• [Dataset excerpts]
⟨

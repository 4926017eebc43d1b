//! Application events, surfaced through the module event channel.

use crate::applications::transfer::coin::Coin;
use crate::core::routing::module::ModuleEvent;
use crate::prelude::*;
use crate::Signer;

const EVENT_KIND_TRANSFER: &str = "transfer";
const EVENT_KIND_RECV: &str = "fungible_token_packet";
const EVENT_KIND_TIMEOUT: &str = "timeout";

fn coins_attribute(coins: &[Coin]) -> String {
    let rendered: Vec<String> = coins.iter().map(|c| c.to_string()).collect();
    rendered.join(",")
}

/// A transfer was initiated and its packet committed.
pub struct TransferEvent {
    pub sender: Signer,
    pub receiver: Signer,
    pub amount: Vec<Coin>,
}

impl From<TransferEvent> for ModuleEvent {
    fn from(ev: TransferEvent) -> Self {
        ModuleEvent {
            kind: EVENT_KIND_TRANSFER.to_string(),
            attributes: vec![
                ("sender".to_string(), ev.sender.to_string()),
                ("receiver".to_string(), ev.receiver.to_string()),
                ("amount".to_string(), coins_attribute(&ev.amount)),
            ],
        }
    }
}

/// A transfer packet was received and credited (or refused).
pub struct RecvEvent {
    pub receiver: Signer,
    pub amount: Vec<Coin>,
    pub success: bool,
}

impl From<RecvEvent> for ModuleEvent {
    fn from(ev: RecvEvent) -> Self {
        ModuleEvent {
            kind: EVENT_KIND_RECV.to_string(),
            attributes: vec![
                ("receiver".to_string(), ev.receiver.to_string()),
                ("amount".to_string(), coins_attribute(&ev.amount)),
                ("success".to_string(), ev.success.to_string()),
            ],
        }
    }
}

/// A transfer packet timed out and the sender was refunded.
pub struct TimeoutEvent {
    pub refund_receiver: Signer,
    pub refund_amount: Vec<Coin>,
}

impl From<TimeoutEvent> for ModuleEvent {
    fn from(ev: TimeoutEvent) -> Self {
        ModuleEvent {
            kind: EVENT_KIND_TIMEOUT.to_string(),
            attributes: vec![
                ("refund_receiver".to_string(), ev.refund_receiver.to_string()),
                ("refund_amount".to_string(), coins_attribute(&ev.refund_amount)),
            ],
        }
    }
}
//! Commitment roots and store prefixes.

use core::fmt;

use crate::core::commitment::error::CommitmentError;
use crate::prelude::*;

/// The root of a chain's commitment store at some height. Obtained from a
/// verified header and used as the trust anchor for proof verification.
#[derive(Clone, PartialEq, Eq, Hash, serde::Serialize, serde::Deserialize)]
pub struct CommitmentRoot(Vec<u8>);

impl CommitmentRoot {
    pub fn from_bytes(bytes: &[u8]) -> Self {
        Self(bytes.to_vec())
    }

    pub fn as_bytes(&self) -> &[u8] {
        &self.0
    }

    pub fn into_vec(self) -> Vec<u8> {
        self.0
    }
}

impl fmt::Debug for CommitmentRoot {
    fn fmt(&self, f: &mut fmt::Formatter<'_>) -> fmt::Result {
        write!(f, "CommitmentRoot({})", hex(&self.0))
    }
}

impl From<Vec<u8>> for CommitmentRoot {
    fn from(bytes: Vec<u8>) -> Self {
        Self(bytes)
    }
}

/// The store namespace a chain keeps its protocol state under. Counterparty
/// chains prepend this prefix to every path they verify.
#[derive(Clone, PartialEq, Eq, Hash, PartialOrd, Ord, serde::Serialize, serde::Deserialize)]
pub struct CommitmentPrefix(Vec<u8>);

impl CommitmentPrefix {
    pub fn as_bytes(&self) -> &[u8] {
        &self.0
    }

    pub fn into_vec(self) -> Vec<u8> {
        self.0
    }
}

impl TryFrom<Vec<u8>> for CommitmentPrefix {
    type Error = CommitmentError;

    fn try_from(bytes: Vec<u8>) -> Result<Self, Self::Error> {
        if bytes.is_empty() {
            Err(CommitmentError::EmptyCommitmentPrefix)
        } else {
            Ok(Self(bytes))
        }
    }
}

impl fmt::Debug for CommitmentPrefix {
    fn fmt(&self, f: &mut fmt::Formatter<'_>) -> fmt::Result {
        write!(f, "CommitmentPrefix({})", hex(&self.0))
    }
}

/// Produces the full store key for `path` under `prefix`.
pub fn apply_prefix(prefix: &CommitmentPrefix, path: &[u8]) -> Vec<u8> {
    let mut key = Vec::with_capacity(prefix.as_bytes().len() + 1 + path.len());
    key.extend_from_slice(prefix.as_bytes());
    key.push(b'/');
    key.extend_from_slice(path);
    key
}

fn hex(bytes: &[u8]) -> String {
    String::from_utf8(subtle_encoding::hex::encode(bytes)).unwrap_or_default()
}

#[cfg(test)]
mod tests {
    use super::*;

    #[test]
    fn empty_prefix_is_rejected() {
        assert_eq!(
            CommitmentPrefix::try_from(Vec::new()),
            Err(CommitmentError::EmptyCommitmentPrefix)
        );
    }

    #[test]
    fn prefix_is_applied_with_separator() {
        let prefix = CommitmentPrefix::try_from(b"link".to_vec()).expect("non-empty");
        assert_eq!(apply_prefix(&prefix, b"connections/c"), b"link/connections/c");
    }
}
//! Message definitions for the client subsystem.

use crate::core::client::client_state::{AnyClientState, AnyConsensusState, AnyHeader, AnyMisbehaviour};
use crate::core::host::identifier::ClientId;
use crate::Signer;

/// All client messages.
#[derive(Clone, Debug, PartialEq, Eq)]
pub enum ClientMsg {
    CreateClient(MsgCreateClient),
    UpdateClient(MsgUpdateClient),
    Misbehaviour(MsgSubmitMisbehaviour),
}

/// Creates a new client from an initial client state and consensus state.
#[derive(Clone, Debug, PartialEq, Eq)]
pub struct MsgCreateClient {
    pub client_id: ClientId,
    pub client_state: AnyClientState,
    pub consensus_state: AnyConsensusState,
    pub signer: Signer,
}

impl MsgCreateClient {
    pub fn new(
        client_id: ClientId,
        client_state: AnyClientState,
        consensus_state: AnyConsensusState,
        signer: Signer,
    ) -> Self {
        Self {
            client_id,
            client_state,
            consensus_state,
            signer,
        }
    }
}

/// Updates an existing client with a new header.
#[derive(Clone, Debug, PartialEq, Eq)]
pub struct MsgUpdateClient {
    pub client_id: ClientId,
    pub header: AnyHeader,
    pub signer: Signer,
}

/// Submits evidence of misbehaviour to freeze a client.
#[derive(Clone, Debug, PartialEq, Eq)]
pub struct MsgSubmitMisbehaviour {
    pub client_id: ClientId,
    pub misbehaviour: AnyMisbehaviour,
    pub signer: Signer,
}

⟩

• [WORK TASK] Reproduce all entries. Keep them exact.

• [ANSWER]
repository 4926017eebc43d1b
//! Application events, surfaced through the module event channel.

use crate::applications::transfer::coin::Coin;
use crate::core::routing::module::ModuleEvent;
use crate::prelude::*;
use crate::Signer;

const EVENT_KIND_TRANSFER: &str = "transfer";
const EVENT_KIND_RECV: &str = "fungible_token_packet";
const EVENT_KIND_TIMEOUT: &str = "timeout";

fn coins_attribute(coins: &[Coin]) -> String {
    let rendered: Vec<String> = coins.iter().map(|c| c.to_string()).collect();
    rendered.join(",")
}

/// A transfer was initiated and its packet committed.
pub struct TransferEvent {
    pub sender: Signer,
    pub receiver: Signer,
    pub amount: Vec<Coin>,
}

impl From<TransferEvent> for ModuleEvent {
    fn from(ev: TransferEvent) -> Self {
        ModuleEvent {
            kind: EVENT_KIND_TRANSFER.to_string(),
            attributes: vec![
                ("sender".to_string(), ev.sender.to_string()),
                ("receiver".to_string(), ev.receiver.to_string()),
                ("amount".to_string(), coins_attribute(&ev.amount)),
            ],
        }
    }
}

/// A transfer packet was received and credited (or refused).
pub struct RecvEvent {
    pub receiver: Signer,
    pub amount: Vec<Coin>,
    pub success: bool,
}

impl From<RecvEvent> for ModuleEvent {
    fn from(ev: RecvEvent) -> Self {
        ModuleEvent {
            kind: EVENT_KIND_RECV.to_string(),
            attributes: vec![
                ("receiver".to_string(), ev.receiver.to_string()),
                ("amount".to_string(), coins_attribute(&ev.amount)),
                ("success".to_string(), ev.success.to_string()),
            ],
        }
    }
}

/// A transfer packet timed out and the sender was refunded.
pub struct TimeoutEvent {
    pub refund_receiver: Signer,
    pub refund_amount: Vec<Coin>,
}

impl From<TimeoutEvent> for ModuleEvent {
    fn from(ev: TimeoutEvent) -> Self {
        ModuleEvent {
            kind: EVENT_KIND_TIMEOUT.to_string(),
            attributes: vec![
                ("refund_receiver".to_string(), ev.refund_receiver.to_string()),
                ("refund_amount".to_string(), coins_attribute(&ev.refund_amount)),
            ],
        }
    }
}
//! Commitment roots and store prefixes.

use core::fmt;

use crate::core::commitment::error::CommitmentError;
use crate::prelude::*;

/// The root of a chain's commitment store at some height. Obtained from a
/// verified header and used as the trust anchor for proof verification.
#[derive(Clone, PartialEq, Eq, Hash, serde::Serialize, serde::Deserialize)]
pub struct CommitmentRoot(Vec<u8>);

impl CommitmentRoot {
    pub fn from_bytes(bytes: &[u8]) -> Self {
        Self(bytes.to_vec())
    }

    pub fn as_bytes(&self) -> &[u8] {
        &self.0
    }

    pub fn into_vec(self) -> Vec<u8> {
        self.0
    }
}

impl fmt::Debug for CommitmentRoot {
    fn fmt(&self, f: &mut fmt::Formatter<'_>) -> fmt::Result {
        write!(f, "CommitmentRoot({})", hex(&self.0))
    }
}

impl From<Vec<u8>> for CommitmentRoot {
    fn from(bytes: Vec<u8>) -> Self {
        Self(bytes)
    }
}

/// The store namespace a chain keeps its protocol state under. Counterparty
/// chains prepend this prefix to every path they verify.
#[derive(Clone, PartialEq, Eq, Hash, PartialOrd, Ord, serde::Serialize, serde::Deserialize)]
pub struct CommitmentPrefix(Vec<u8>);

impl CommitmentPrefix {
    pub fn as_bytes(&self) -> &[u8] {
        &self.0
    }

    pub fn into_vec(self) -> Vec<u8> {
        self.0
    }
}

impl TryFrom<Vec<u8>> for CommitmentPrefix {
    type Error = CommitmentError;

    fn try_from(bytes: Vec<u8>) -> Result<Self, Self::Error> {
        if bytes.is_empty() {
            Err(CommitmentError::EmptyCommitmentPrefix)
        } else {
            Ok(Self(bytes))
        }
    }
}

impl fmt::Debug for CommitmentPrefix {
    fn fmt(&self, f: &mut fmt::Formatter<'_>) -> fmt::Result {
        write!(f, "CommitmentPrefix({})", hex(&self.0))
    }
}

/// Produces the full store key for `path` under `prefix`.
pub fn apply_prefix(prefix: &CommitmentPrefix, path: &[u8]) -> Vec<u8> {
    let mut key = Vec::with_capacity(prefix.as_bytes().len() + 1 + path.len());
    key.extend_from_slice(prefix.as_bytes());
    key.push(b'/');
    key.extend_from_slice(path);
    key
}

fn hex(bytes: &[u8]) -> String {
    String::from_utf8(subtle_encoding::hex::encode(bytes)).unwrap_or_default()
}

#[cfg(test)]
mod tests {
    use super::*;

    #[test]
    fn empty_prefix_is_rejected() {
        assert_eq!(
            CommitmentPrefix::try_from(Vec::new()),
            Err(CommitmentError::EmptyCommitmentPrefix)
        );
    }

    #[test]
    fn prefix_is_applied_with_separator() {
        let prefix = CommitmentPrefix::try_from(b"link".to_vec()).expect("non-empty");
        assert_eq!(apply_prefix(&prefix, b"connections/c"), b"link/connections/c");
    }
}
//! Message definitions for the client subsystem.

use crate::core::client::client_state::{AnyClientState, AnyConsensusState, AnyHeader, AnyMisbehaviour};
use crate::core::host::identifier::ClientId;
use crate::Signer;

/// All client messages.
#[derive(Clone, Debug, PartialEq, Eq)]
pub enum ClientMsg {
    CreateClient(MsgCreateClient),
    UpdateClient(MsgUpdateClient),
    Misbehaviour(MsgSubmitMisbehaviour),
}

/// Creates a new client from an initial client state and consensus state.
#[derive(Clone, Debug, PartialEq, Eq)]
pub struct MsgCreateClient {
    pub client_id: ClientId,
    pub client_state: AnyClientState,
    pub consensus_state: AnyConsensusState,
    pub signer: Signer,
}

impl MsgCreateClient {
    pub fn new(
        client_id: ClientId,
        client_state: AnyClientState,
        consensus_state: AnyConsensusState,
        signer: Signer,
    ) -> Self {
        Self {
            client_id,
            client_state,
            consensus_state,
            signer,
        }
    }
}

/// Updates an existing client with a new header.
#[derive(Clone, Debug, PartialEq, Eq)]
pub struct MsgUpdateClient {
    pub client_id: ClientId,
    pub header: AnyHeader,
    pub signer: Signer,
}

/// Submits evidence of misbehaviour to freeze a client.
#[derive(Clone, Debug, PartialEq, Eq)]
pub struct MsgSubmitMisbehaviour {
    pub client_id: ClientId,
    pub misbehaviour: AnyMisbehaviour,
    pub signer: Signer,
}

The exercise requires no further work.